After dark Tuck sometimes drives me around to look for porcupines, barking deer, wild boar, and the little leopard cat. The trees seem to acquire a new presence at night: they are stripped of color, and it is their shapes that one notices. Strange, gnarled, their branches reaching out over the road like arms.
During one such drive Tuck stopped the car beside a large tree whose roots were helping to hold the soil in place on the almost-perpendicular slope from which he grew.
“This old tree has something to say to you,” said Tuck.
I was not surprised by his remark, for I knew that he had attended seminars on listening to trees. When it was first proposed, he had thought the whole idea quite crazy, but he had gradually become a believer. He finds he can receive energy from certain trees when he stands near them and meditates.

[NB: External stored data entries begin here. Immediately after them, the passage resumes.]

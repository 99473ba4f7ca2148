use std::panic::Location;

use assay_core::errors::{AssayError, ErrorInfo};
use assay_core::{Polarity, Value};
use log::debug;
use serde::Serialize;

use crate::host::{Failure, TestHost};

/// Renders a failed comparison and hands it to the host.
///
/// Implementations are swapped per asserter with [`crate::Asserter::with_reporter`]
/// or globally through [`crate::AssertPolicy::render`].
pub trait Reporter: Send + Sync {
    /// Renders the failure message for `expected` and `actual` under `polarity`.
    fn render(&self, polarity: Polarity, expected: &Value, actual: &Value) -> String;

    /// Renders the failure and stops the current test.
    fn report(
        &self,
        host: &dyn TestHost,
        polarity: Polarity,
        expected: &Value,
        actual: &Value,
        caller: Option<&'static Location<'static>>,
    ) -> ! {
        let failure = Failure::mismatch(self.render(polarity, expected, actual)).at(caller);
        host.fail_now(failure)
    }
}

/// Two-block textual diff.
#[derive(Debug, Clone, Copy, Default)]
pub struct TextDiff;

impl Reporter for TextDiff {
    fn render(&self, polarity: Polarity, expected: &Value, actual: &Value) -> String {
        match polarity {
            Polarity::Positive => format!("\nExpected:\n{expected}\ngot:\n{actual}"),
            Polarity::Negative => format!("\nExpected:\n{expected}\nto not equal:\n{actual}"),
        }
    }
}

#[derive(Serialize)]
struct Described<'a> {
    kind: assay_core::Kind,
    #[serde(rename = "type", skip_serializing_if = "Option::is_none")]
    ty: Option<String>,
    display: String,
    value: &'a Value,
}

impl<'a> Described<'a> {
    fn of(value: &'a Value) -> Self {
        Self {
            kind: value.kind(),
            ty: value.type_of().map(|ty| ty.to_string()),
            display: value.to_string(),
            value,
        }
    }
}

#[derive(Serialize)]
struct JsonPayload<'a> {
    polarity: Polarity,
    expected: Described<'a>,
    actual: Described<'a>,
}

/// Structured diff rendered as a single JSON document.
#[derive(Debug, Clone, Copy, Default)]
pub struct JsonDiff {
    /// Pretty-print the document.
    pub pretty: bool,
}

impl JsonDiff {
    /// Renders the JSON document describing the failed comparison.
    pub fn render_json(
        &self,
        polarity: Polarity,
        expected: &Value,
        actual: &Value,
    ) -> Result<String, AssayError> {
        let payload = JsonPayload {
            polarity,
            expected: Described::of(expected),
            actual: Described::of(actual),
        };
        let rendered = if self.pretty {
            serde_json::to_string_pretty(&payload)
        } else {
            serde_json::to_string(&payload)
        };
        rendered.map_err(|err| {
            AssayError::Serde(
                ErrorInfo::new("assay.render_json", err.to_string())
                    .with_context("polarity", format!("{polarity:?}")),
            )
        })
    }
}

impl Reporter for JsonDiff {
    fn render(&self, polarity: Polarity, expected: &Value, actual: &Value) -> String {
        match self.render_json(polarity, expected, actual) {
            Ok(rendered) => rendered,
            Err(err) => {
                debug!("falling back to text diff: {err}");
                TextDiff.render(polarity, expected, actual)
            }
        }
    }
}

#[cfg(test)]
mod tests {
    use super::*;

    #[test]
    fn text_diff_blocks() {
        let rendered = TextDiff.render(Polarity::Positive, &Value::int(1), &Value::int(2));
        assert_eq!(rendered, "\nExpected:\n1\ngot:\n2");
        let rendered = TextDiff.render(Polarity::Negative, &Value::Absent, &Value::Absent);
        assert_eq!(rendered, "\nExpected:\n<nil>\nto not equal:\n<nil>");
    }

    #[test]
    fn json_diff_describes_both_sides() {
        let rendered = JsonDiff::default()
            .render_json(Polarity::Positive, &Value::str("a"), &Value::Absent)
            .unwrap();
        let doc: serde_json::Value = serde_json::from_str(&rendered).unwrap();
        assert_eq!(doc["polarity"], "positive");
        assert_eq!(doc["expected"]["kind"], "string");
        assert_eq!(doc["expected"]["type"], "string");
        assert_eq!(doc["expected"]["display"], "a");
        assert_eq!(doc["actual"]["kind"], "absent");
        assert!(doc["actual"].get("type").is_none());
    }
}
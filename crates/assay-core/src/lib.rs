#![deny(missing_docs)]
#![doc = "Value model and comparison engine for the assay assertion toolkit."]

pub mod compare;
pub mod convert;
pub mod equality;
pub mod errors;
pub mod nil;
pub mod reflect;
pub mod value;

pub use compare::{compare, evaluate, Comparison, Outcome, Polarity};
pub use convert::convert;
pub use equality::{both_nan, deep_equal};
pub use errors::{AssayError, ErrorInfo};
pub use nil::is_nil_like;
pub use reflect::Reflect;
pub use value::{ChanHandle, FloatWidth, IntWidth, Kind, Type, Value};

We sat in the silence that followed the cutting of the engine. There was the call of an owl. After some moments of deep attention to that old tree, I seemed to feel or sense a message—a sort of thinking that urged patience, endurance. I should not expect that the world could change quickly. I should just carry on, do all I could, and never lose hope.
Perhaps I imagined it. Perhaps it was what I expected to hear from an old tree. But it left me with a tranquility of spirit, and I was grateful. It was not the tranquility that may come with fatalism. The old tree, most surely, was not suggesting we stop our efforts to prevent the felling of the forests, and the extinction of species. No, rather we must work harder, knowing it will take time, and never give up.